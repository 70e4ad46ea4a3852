// Dotlanth
// Copyright (C) 2025 Synerthink

// This program is free software: you can redistribute it and/or modify
// it under the terms of the GNU Affero General Public License as published by
// the Free Software Foundation, either version 3 of the License, or
// (at your option) any later version.

// This program is distributed in the hope that it will be useful,
// but WITHOUT ANY WARRANTY; without even the implied warranty of
// MERCHANTABILITY or FITNESS FOR A PARTICULAR PURPOSE.  See the
// GNU Affero General Public License for more details.

// You should have received a copy of the GNU Affero General Public License
// along with this program.  If not, see <http://www.gnu.org/licenses/>.

//! Reuse of previous results across runs.

mod common;

use std::sync::Arc;
use std::sync::atomic::{AtomicUsize, Ordering};

use common::{Checker, Ctx, checker, data_of, init, one_step};
use dotscope_core::{Broker, ConfirmationMode, Incremental, QueryParams, Settings, TransitionTrace};

/// A unit that resolves `E` from its own scope and counts real runs.
fn local_unit(runs: Arc<AtomicUsize>) -> Checker<Vec<String>> {
    checker(move |ctx: Ctx<Vec<String>>, _roots| {
        let runs = Arc::clone(&runs);
        async move {
            if let Incremental::Reuse { result, .. } = ctx.run_incremental().await? {
                return anyhow::Ok(result);
            }
            runs.fetch_add(1, Ordering::SeqCst);
            let s = ctx.fresh_scope("s", &['E'], false, false)?;
            let d = ctx.fresh_scope("d", &[], true, false)?;
            ctx.set_datum(&d, "x".to_string())?;
            ctx.add_edge(&s, 'E', &d)?;
            ctx.close_edge(&s, 'E')?;
            let env = ctx.query(&s, QueryParams::all(one_step('E'))).await?;
            anyhow::Ok(data_of(&env))
        }
    })
}

fn reuses_unchanged_root(mode: ConfirmationMode) {
    init();
    let runs = Arc::new(AtomicUsize::new(0));
    let broker = Broker::new(Settings::incremental(mode), vec!['E']);

    let first = broker.run("root", local_unit(Arc::clone(&runs)), None).unwrap();
    assert_eq!(first.result, Some(vec!["x".to_string()]));
    assert_eq!(first.transition_trace, TransitionTrace::InitiallyStarted);
    assert_eq!(first.queries.len(), 1);

    let second = broker
        .run("root", local_unit(Arc::clone(&runs)), Some(first.clone()))
        .unwrap();
    assert!(second.is_ok(), "{:?}", second.all_failures());
    assert_eq!(second.result, first.result);
    assert_eq!(second.transition_trace, TransitionTrace::Released);
    assert_eq!(second.scope_graph, first.scope_graph);
    assert_eq!(runs.load(Ordering::SeqCst), 1);
}

#[test]
fn test_unchanged_root_is_reused_trivial() {
    reuses_unchanged_root(ConfirmationMode::Trivial);
}

#[test]
fn test_unchanged_root_is_reused_lazy() {
    reuses_unchanged_root(ConfirmationMode::SimpleEnvironment);
}

#[test]
fn test_non_incremental_settings_always_run() {
    init();
    let runs = Arc::new(AtomicUsize::new(0));
    let broker = Broker::new(Settings::non_incremental(), vec!['E']);
    let first = broker.run("root", local_unit(Arc::clone(&runs)), None).unwrap();
    let second = broker.run("root", local_unit(Arc::clone(&runs)), Some(first)).unwrap();
    assert_eq!(second.transition_trace, TransitionTrace::InitiallyStarted);
    assert_eq!(runs.load(Ordering::SeqCst), 2);
}

fn parent_of(child: Checker<Vec<String>>, changed: bool) -> Checker<Vec<String>> {
    checker(move |ctx: Ctx<Vec<String>>, _roots| {
        let child = Arc::clone(&child);
        async move {
            let sub = ctx.add("child", child, Vec::new(), changed).await?;
            anyhow::Ok(sub.result.unwrap_or_default())
        }
    })
}

#[test]
fn test_changed_sub_unit_runs_again() {
    init();
    let runs = Arc::new(AtomicUsize::new(0));
    let broker = Broker::new(Settings::incremental(ConfirmationMode::SimpleEnvironment), vec!['E']);

    let first = broker
        .run("root", parent_of(local_unit(Arc::clone(&runs)), false), None)
        .unwrap();
    let unchanged = broker
        .run("root", parent_of(local_unit(Arc::clone(&runs)), false), Some(first.clone()))
        .unwrap();
    assert_eq!(runs.load(Ordering::SeqCst), 1);
    assert_eq!(
        unchanged.sub_unit_results["child"].transition_trace,
        TransitionTrace::Released
    );

    let changed = broker
        .run("root", parent_of(local_unit(Arc::clone(&runs)), true), Some(first))
        .unwrap();
    assert_eq!(runs.load(Ordering::SeqCst), 2);
    assert_eq!(
        changed.sub_unit_results["child"].transition_trace,
        TransitionTrace::InitiallyStarted
    );
    assert_eq!(changed.result, Some(vec!["x".to_string()]));
}

/// What the parent adds next to `r -E-> d("x")` in the second run.
#[derive(Clone, Copy)]
enum Extra {
    Nothing,
    /// Another `r` scope first, so the shared root gets a new name.
    RenamedRoot,
    EmptyScope,
    Datum(&'static str),
}

/// A child that looks up `E` in the shared root of its parent.
fn lookup_child(runs: Arc<AtomicUsize>) -> Checker<Vec<String>> {
    checker(move |ctx: Ctx<Vec<String>>, roots| {
        let runs = Arc::clone(&runs);
        async move {
            if let Incremental::Reuse { result, .. } = ctx.run_incremental().await? {
                return anyhow::Ok(result);
            }
            runs.fetch_add(1, Ordering::SeqCst);
            let r = &roots[0];
            ctx.init_scope(r, &[], false)?;
            let env = ctx.query(r, QueryParams::all(one_step('E'))).await?;
            anyhow::Ok(data_of(&env))
        }
    })
}

fn declaring_parent(child: Checker<Vec<String>>, extra: Extra) -> Checker<Vec<String>> {
    checker(move |ctx: Ctx<Vec<String>>, _roots| {
        let child = Arc::clone(&child);
        async move {
            if let Extra::RenamedRoot = extra {
                ctx.fresh_scope("r", &[], false, false)?;
            }
            let r = ctx.fresh_scope("r", &['E'], false, true)?;
            let d = ctx.fresh_scope("d", &[], true, false)?;
            ctx.set_datum(&d, "x".to_string())?;
            ctx.add_edge(&r, 'E', &d)?;
            match extra {
                Extra::Nothing | Extra::RenamedRoot => {}
                Extra::EmptyScope => {
                    let e = ctx.fresh_scope("e", &[], false, false)?;
                    ctx.add_edge(&r, 'E', &e)?;
                }
                Extra::Datum(datum) => {
                    let e = ctx.fresh_scope("e", &[], true, false)?;
                    ctx.set_datum(&e, datum.to_string())?;
                    ctx.add_edge(&r, 'E', &e)?;
                }
            }
            let sub = ctx.add("child", child, vec![r.clone()], false);
            ctx.close_edge(&r, 'E')?;
            ctx.close_scope(&r)?;
            let sub = sub.await?;
            anyhow::Ok(sub.result.unwrap_or_default())
        }
    })
}

fn rerun_with(mode: ConfirmationMode, extra: Extra) -> (Vec<String>, TransitionTrace, usize) {
    init();
    let runs = Arc::new(AtomicUsize::new(0));
    let broker = Broker::new(Settings::incremental(mode), vec!['E']);
    let first = broker
        .run("root", declaring_parent(lookup_child(Arc::clone(&runs)), Extra::Nothing), None)
        .unwrap();
    assert_eq!(first.result, Some(vec!["x".to_string()]));

    let second = broker
        .run("root", declaring_parent(lookup_child(Arc::clone(&runs)), extra), Some(first))
        .unwrap();
    assert!(second.is_ok(), "{:?}", second.all_failures());
    let child = &second.sub_unit_results["child"];
    (
        second.result.clone().unwrap_or_default(),
        child.transition_trace,
        runs.load(Ordering::SeqCst),
    )
}

#[test]
fn test_unchanged_parent_keeps_child() {
    for mode in [ConfirmationMode::Trivial, ConfirmationMode::SimpleEnvironment] {
        let (result, trace, runs) = rerun_with(mode, Extra::Nothing);
        assert_eq!(result, vec!["x".to_string()]);
        assert_eq!(trace, TransitionTrace::Released);
        assert_eq!(runs, 1);
    }
}

#[test]
fn test_renamed_shared_root_keeps_child() {
    for mode in [ConfirmationMode::Trivial, ConfirmationMode::SimpleEnvironment] {
        let (result, trace, runs) = rerun_with(mode, Extra::RenamedRoot);
        assert_eq!(result, vec!["x".to_string()]);
        assert_eq!(trace, TransitionTrace::Released, "{:?}", mode);
        assert_eq!(runs, 1, "{:?}", mode);
    }
}

#[test]
fn test_edge_to_empty_scope_is_confirmed_lazily() {
    let (result, trace, runs) = rerun_with(ConfirmationMode::SimpleEnvironment, Extra::EmptyScope);
    assert_eq!(result, vec!["x".to_string()]);
    assert_eq!(trace, TransitionTrace::Released);
    assert_eq!(runs, 1);
}

#[test]
fn test_new_declaration_restarts_child() {
    for mode in [ConfirmationMode::Trivial, ConfirmationMode::SimpleEnvironment] {
        let (result, trace, runs) = rerun_with(mode, Extra::Datum("z"));
        assert_eq!(result, vec!["x".to_string(), "z".to_string()]);
        assert_eq!(trace, TransitionTrace::Restarted);
        assert_eq!(runs, 2);
    }
}

#[test]
fn test_reused_parent_replays_its_sub_units() {
    init();
    let runs = Arc::new(AtomicUsize::new(0));
    let parent_runs = Arc::new(AtomicUsize::new(0));
    let make_root = |runs: Arc<AtomicUsize>, parent_runs: Arc<AtomicUsize>| {
        let child = local_unit(runs);
        checker(move |ctx: Ctx<Vec<String>>, _roots| {
            let child = Arc::clone(&child);
            let parent_runs = Arc::clone(&parent_runs);
            async move {
                if let Incremental::Reuse { result, .. } = ctx.run_incremental().await? {
                    return anyhow::Ok(result);
                }
                parent_runs.fetch_add(1, Ordering::SeqCst);
                let sub = ctx.add("child", child, Vec::new(), false).await?;
                anyhow::Ok(sub.result.unwrap_or_default())
            }
        })
    };
    let broker = Broker::new(Settings::incremental(ConfirmationMode::SimpleEnvironment), vec!['E']);
    let first = broker
        .run("root", make_root(Arc::clone(&runs), Arc::clone(&parent_runs)), None)
        .unwrap();
    let second = broker
        .run("root", make_root(Arc::clone(&runs), Arc::clone(&parent_runs)), Some(first.clone()))
        .unwrap();

    assert_eq!(parent_runs.load(Ordering::SeqCst), 1);
    assert_eq!(runs.load(Ordering::SeqCst), 1);
    assert_eq!(second.transition_trace, TransitionTrace::Released);
    let child = &second.sub_unit_results["child"];
    assert_eq!(child.transition_trace, TransitionTrace::Released);
    assert_eq!(child.result, first.sub_unit_results["child"].result);
    assert_eq!(second.total_scope_graph(), first.total_scope_graph());
}

#[tokio::test]
async fn test_run_async_matches_blocking_run() {
    init();
    let runs = Arc::new(AtomicUsize::new(0));
    let broker = Broker::new(Settings::incremental(ConfirmationMode::Trivial), vec!['E']);
    let first = broker.run_async("root", local_unit(Arc::clone(&runs)), None).await.unwrap();
    let second = broker
        .run_async("root", local_unit(Arc::clone(&runs)), Some(first))
        .await
        .unwrap();
    assert_eq!(second.transition_trace, TransitionTrace::Released);
    assert_eq!(runs.load(Ordering::SeqCst), 1);
}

********

How many lines in the listing above have the word "that" in them? Count them and give the number alone.

3